As McDaniel stated earlier, most recognized breeds at some point began as crossbreeds or “hybrids.” For instance, the German Shepherd traces its beginnings back to the late 19th century, when a small number of “hybrid” devotees decided to create an intelligent, adaptable, “super” dog capable of many behaviours. In effect, the German Shepherd started out as a “hybrid.” So did the Chesapeake Bay Retriever, bred from Newfoundland, Setter, and Spaniel stock.

Whether or not any of today’s hybrids will ever attain official AKC breed status remains to be seen. But if it has happened before, it can certainly happen again.


Doodle Futures

Though the incentive of some hybrid breeders remains profit, others, such as Daryl Garmin, are impassioned about their dogs, perhaps in the same manner that traditional breed pioneers of the past were.
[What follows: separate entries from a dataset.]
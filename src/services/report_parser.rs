use crate::config::constants::METRIC_KEYS;
use crate::enums::finding_category::FindingCategory;
use crate::enums::severity::Severity;
use crate::structs::analysis_result::AnalysisResult;
use crate::structs::code_metrics::CodeMetrics;
use crate::structs::finding::Finding;
use serde::Deserialize;

/// One line of the JSON interchange. Untagged: the field set decides the
/// variant, so variants with required marker fields come first.
#[derive(Deserialize)]
#[serde(untagged)]
#[allow(dead_code)] // header/suggestion payloads are recognized, not consumed
enum ReportLine {
    Metrics { metrics: JsonMetrics },
    Header { target: String },
    Suggestion { suggestion: String },
    Finding(JsonFinding),
}

#[derive(Deserialize, Default)]
struct JsonMetrics {
    total_lines: Option<u64>,
    code_lines: Option<u64>,
    comment_lines: Option<u64>,
    blank_lines: Option<u64>,
    docstring_lines: Option<u64>,
    file_size_bytes: Option<u64>,
}

#[derive(Deserialize)]
struct JsonFinding {
    severity: Option<String>,
    category: Option<String>,
    line: Option<u32>,
    column: Option<u32>,
    message: String,
}

/// Converts an analysis process's line-oriented output into structured form.
/// Never fails: unknown lines are skipped, absent metrics default to 0, and
/// malformed candidate lines only set the `degraded` flag. The CodeMetrics
/// sum invariant is deliberately not enforced here; an inconsistent upstream
/// report yields an inconsistent but usable result.
pub fn parse(raw: &str, target: &str) -> AnalysisResult {
    let mut metrics = CodeMetrics::default();
    let mut findings = Vec::new();
    let mut degraded = false;

    for line in raw.lines() {
        let trimmed = line.trim();
        if trimmed.is_empty() {
            continue;
        }

        if trimmed.starts_with('{') {
            match serde_json::from_str::<ReportLine>(trimmed) {
                Ok(ReportLine::Finding(f)) => findings.push(finding_from_json(f)),
                Ok(ReportLine::Metrics { metrics: m }) => apply_json_metrics(&mut metrics, &m),
                Ok(ReportLine::Header { .. }) | Ok(ReportLine::Suggestion { .. }) => {}
                Err(_) => degraded = true,
            }
            continue;
        }

        if let Some(finding) = parse_bracket_finding(trimmed) {
            findings.push(finding);
            continue;
        }

        parse_metric_line(trimmed, &mut metrics, &mut degraded);
    }

    AnalysisResult {
        target: target.to_string(),
        findings,
        metrics,
        raw: raw.to_string(),
        degraded,
    }
}

/// `[SEVERITY] message text`. The token is lower-cased and matched against
/// the severity enum, defaulting to `low`. The text form carries no
/// location, so findings land at (line 1, column 0); the JSON interchange
/// carries real positions.
fn parse_bracket_finding(line: &str) -> Option<Finding> {
    let rest = line.strip_prefix('[')?;
    let (token, message) = rest.split_once(']')?;
    let message = message.trim();
    if token.is_empty() || token.contains(char::is_whitespace) || message.is_empty() {
        return None;
    }

    Some(Finding::new(
        Severity::from_token(token),
        FindingCategory::default(),
        message,
    ))
}

/// `key: number` where key is one of the fixed metric names. Returns whether
/// the line named a known metric; a non-numeric value degrades the result
/// but leaves the field at its default.
fn parse_metric_line(line: &str, metrics: &mut CodeMetrics, degraded: &mut bool) -> bool {
    let Some((key, value)) = line.split_once(':') else {
        return false;
    };
    let key = key.trim();
    if !METRIC_KEYS.contains(&key) {
        return false;
    }

    match value.trim().parse::<u64>() {
        Ok(number) => set_metric(metrics, key, number),
        Err(_) => *degraded = true,
    }
    true
}

fn set_metric(metrics: &mut CodeMetrics, key: &str, value: u64) {
    match key {
        "total_lines" => metrics.total_lines = value,
        "code_lines" => metrics.code_lines = value,
        "comment_lines" => metrics.comment_lines = value,
        "blank_lines" => metrics.blank_lines = value,
        "docstring_lines" => metrics.docstring_lines = value,
        "file_size_bytes" => metrics.file_size_bytes = value,
        _ => {}
    }
}

fn apply_json_metrics(metrics: &mut CodeMetrics, json: &JsonMetrics) {
    metrics.total_lines = json.total_lines.unwrap_or(0);
    metrics.code_lines = json.code_lines.unwrap_or(0);
    metrics.comment_lines = json.comment_lines.unwrap_or(0);
    metrics.blank_lines = json.blank_lines.unwrap_or(0);
    metrics.docstring_lines = json.docstring_lines.unwrap_or(0);
    metrics.file_size_bytes = json.file_size_bytes.unwrap_or(0);
}

fn finding_from_json(json: JsonFinding) -> Finding {
    Finding {
        line: json.line.unwrap_or(1).max(1),
        column: json.column.unwrap_or(0),
        severity: json
            .severity
            .as_deref()
            .map(Severity::from_token)
            .unwrap_or_default(),
        category: json
            .category
            .as_deref()
            .map(FindingCategory::from_token)
            .unwrap_or_default(),
        message: json.message,
    }
}

#[cfg(test)]
mod tests {
    use super::*;
    use proptest::prelude::*;

    #[test]
    fn parses_metrics_and_a_low_finding() {
        let raw = "total_lines: 1\ncode_lines: 1\n[LOW] trivial statement";
        let result = parse(raw, "a.py");

        assert_eq!(result.metrics.total_lines, 1);
        assert_eq!(result.metrics.code_lines, 1);
        assert_eq!(result.metrics.blank_lines, 0);
        assert_eq!(result.findings.len(), 1);
        assert_eq!(result.findings[0].severity, Severity::Low);
        assert_eq!(result.findings[0].message, "trivial statement");
        assert_eq!(result.findings[0].line, 1);
        assert_eq!(result.findings[0].column, 0);
        assert!(!result.degraded);
    }

    #[test]
    fn consistent_metrics_satisfy_the_sum_invariant() {
        let raw = "total_lines: 100\ncode_lines: 60\ncomment_lines: 20\nblank_lines: 20";
        let result = parse(raw, "a.py");
        assert!(result.metrics.is_consistent());
    }

    #[test]
    fn missing_metric_defaults_to_zero_without_failing() {
        let raw = "total_lines: 100\ncode_lines: 60\ncomment_lines: 20";
        let result = parse(raw, "a.py");
        assert_eq!(result.metrics.blank_lines, 0);
        // Inconsistent but non-fatal; the parser does not police the invariant.
        assert!(!result.metrics.is_consistent());
        assert!(!result.degraded);
    }

    #[test]
    fn unknown_severity_token_defaults_to_low() {
        let result = parse("[BOGUS] something odd", "a.py");
        assert_eq!(result.findings.len(), 1);
        assert_eq!(result.findings[0].severity, Severity::Low);
    }

    #[test]
    fn severity_token_matching_is_case_insensitive() {
        let result = parse("[critical] hardcoded secret\n[High] injection risk", "a.py");
        assert_eq!(result.findings[0].severity, Severity::Critical);
        assert_eq!(result.findings[1].severity, Severity::High);
    }

    #[test]
    fn non_numeric_metric_degrades_but_keeps_going() {
        let raw = "total_lines: lots\ncode_lines: 3\n[LOW] fine";
        let result = parse(raw, "a.py");
        assert!(result.degraded);
        assert_eq!(result.metrics.total_lines, 0);
        assert_eq!(result.metrics.code_lines, 3);
        assert_eq!(result.findings.len(), 1);
    }

    #[test]
    fn json_findings_carry_real_positions() {
        let raw = r#"{"severity":"high","category":"security","line":12,"column":4,"message":"dangerous call to eval()"}"#;
        let result = parse(raw, "a.py");
        assert_eq!(result.findings.len(), 1);
        let f = &result.findings[0];
        assert_eq!(f.line, 12);
        assert_eq!(f.column, 4);
        assert_eq!(f.severity, Severity::High);
        assert_eq!(f.category, FindingCategory::Security);
    }

    #[test]
    fn json_metrics_line_is_understood() {
        let raw = r#"{"metrics":{"total_lines":3,"code_lines":2,"comment_lines":0,"blank_lines":1,"docstring_lines":0,"file_size_bytes":27}}"#;
        let result = parse(raw, "a.py");
        assert_eq!(result.metrics.total_lines, 3);
        assert_eq!(result.metrics.file_size_bytes, 27);
        assert!(result.metrics.is_consistent());
    }

    #[test]
    fn header_and_suggestion_lines_are_not_findings() {
        let raw = "{\"target\":\"a.py\"}\n{\"suggestion\":\"use f-strings\"}\n[LOW] ok";
        let result = parse(raw, "a.py");
        assert_eq!(result.findings.len(), 1);
        assert!(!result.degraded);
    }

    #[test]
    fn malformed_json_line_sets_the_degraded_flag() {
        let result = parse("{not json at all", "a.py");
        assert!(result.degraded);
        assert!(result.findings.is_empty());
    }

    #[test]
    fn prose_and_banners_are_ignored() {
        let raw = "ENHANCER report\n================\nall good here\ntotal_lines: 2";
        let result = parse(raw, "a.py");
        assert_eq!(result.metrics.total_lines, 2);
        assert!(result.findings.is_empty());
        assert!(!result.degraded);
    }

    #[test]
    fn raw_output_is_kept_verbatim() {
        let raw = "total_lines: 1\nsomething unstructured";
        let result = parse(raw, "a.py");
        assert_eq!(result.raw, raw);
        assert_eq!(result.target, "a.py");
    }

    proptest! {
        /// Any metric values survive a render-through-text round trip.
        #[test]
        fn metric_values_round_trip(
            total in 0u64..1_000_000,
            code in 0u64..1_000_000,
            comment in 0u64..1_000_000,
            blank in 0u64..1_000_000,
        ) {
            let raw = format!(
                "total_lines: {}\ncode_lines: {}\ncomment_lines: {}\nblank_lines: {}",
                total, code, comment, blank
            );
            let result = parse(&raw, "a.py");
            prop_assert_eq!(result.metrics.total_lines, total);
            prop_assert_eq!(result.metrics.code_lines, code);
            prop_assert_eq!(result.metrics.comment_lines, comment);
            prop_assert_eq!(result.metrics.blank_lines, blank);
            prop_assert!(!result.degraded);
        }

        /// The parser never panics and never produces a finding at line 0.
        #[test]
        fn arbitrary_input_never_breaks_the_parser(raw in "\\PC*") {
            let result = parse(&raw, "a.py");
            for finding in &result.findings {
                prop_assert!(finding.line >= 1);
            }
        }
    }
}
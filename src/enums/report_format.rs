use clap::ValueEnum;
use std::fmt;

#[derive(Debug, Clone, Copy, PartialEq, Eq, ValueEnum)]
pub enum ReportFormat {
    /// Line-oriented text: `key: number` metrics and `[SEVERITY] message` findings.
    Text,
    /// One JSON object per line; the stable interchange for machine consumers.
    Json,
}

impl fmt::Display for ReportFormat {
    fn fmt(&self, f: &mut fmt::Formatter<'_>) -> fmt::Result {
        match self {
            Self::Text => write!(f, "text"),
            Self::Json => write!(f, "json"),
        }
    }
}
use crate::config::constants::default_scratch_dir;
use crate::errors::{EnhancerError, EnhancerResult};
use crate::structs::analysis_request::{AnalysisOptions, AnalysisRequest};
use crate::structs::config::ai_config::AiConfig;
use crate::structs::config::analyzer_config::AnalyzerConfig;
use crate::structs::scratch_file::ScratchFile;
use std::path::{Path, PathBuf};

/// Turns (path, content, model, options) into an invocation descriptor for
/// the analysis process. Synchronous; the only side effect is the scratch
/// artifact, whose lifetime is tied to the returned request.
pub struct RequestBuilder {
    program: PathBuf,
    base_args: Vec<String>,
    model_sequence: Vec<String>,
    scratch_dir: PathBuf,
}

impl RequestBuilder {
    pub fn new(
        program: PathBuf,
        base_args: Vec<String>,
        model_sequence: Vec<String>,
        scratch_dir: PathBuf,
    ) -> Self {
        Self {
            program,
            base_args,
            model_sequence,
            scratch_dir,
        }
    }

    /// An empty configured program means the current executable: watch mode
    /// spawns its own `analyze` subcommand, the way the editor extension
    /// spawns the CLI.
    pub fn from_config(ai: &AiConfig, analyzer: &AnalyzerConfig) -> EnhancerResult<Self> {
        let program = if analyzer.program.trim().is_empty() {
            std::env::current_exe()
                .map_err(|e| EnhancerError::system("resolving current executable", &e.to_string()))?
        } else {
            PathBuf::from(&analyzer.program)
        };

        Ok(Self::new(
            program,
            analyzer.args.clone(),
            ai.model_sequence.clone(),
            default_scratch_dir(),
        ))
    }

    pub fn build(
        &self,
        target: &Path,
        content: &[u8],
        model: Option<&str>,
        options: AnalysisOptions,
    ) -> EnhancerResult<AnalysisRequest> {
        // First entry of the priority-ordered sequence; availability is the
        // analysis process's problem, not ours.
        let model = match model {
            Some(m) => m.to_string(),
            None => self
                .model_sequence
                .first()
                .cloned()
                .ok_or_else(|| {
                    EnhancerError::config("model sequence is empty", Some("ai.model_sequence"))
                })?,
        };

        let scratch = ScratchFile::create(&self.scratch_dir, target, content)?;

        let mut args = self.base_args.clone();
        args.push(scratch.path().to_string_lossy().to_string());
        args.push("--model".to_string());
        args.push(model.clone());
        if !options.security_scan {
            args.push("--no-security-scan".to_string());
        }
        if !options.performance_scan {
            args.push("--no-performance-scan".to_string());
        }

        Ok(AnalysisRequest::new(
            target.to_path_buf(),
            model,
            options,
            self.program.clone(),
            args,
            scratch,
        ))
    }
}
Determination and perseverance eventually paid off with the birth of new breeds like the Bullmastiff, the Australian Cattle Dog, the German Shepherd and the Chesapeake Bay Retriever, all now welcomed members of the AKC. If the motivations of devoted Doodle breeders are to sincerely create a better breed, then perhaps holding off judgement for a bit longer might just give them that chance?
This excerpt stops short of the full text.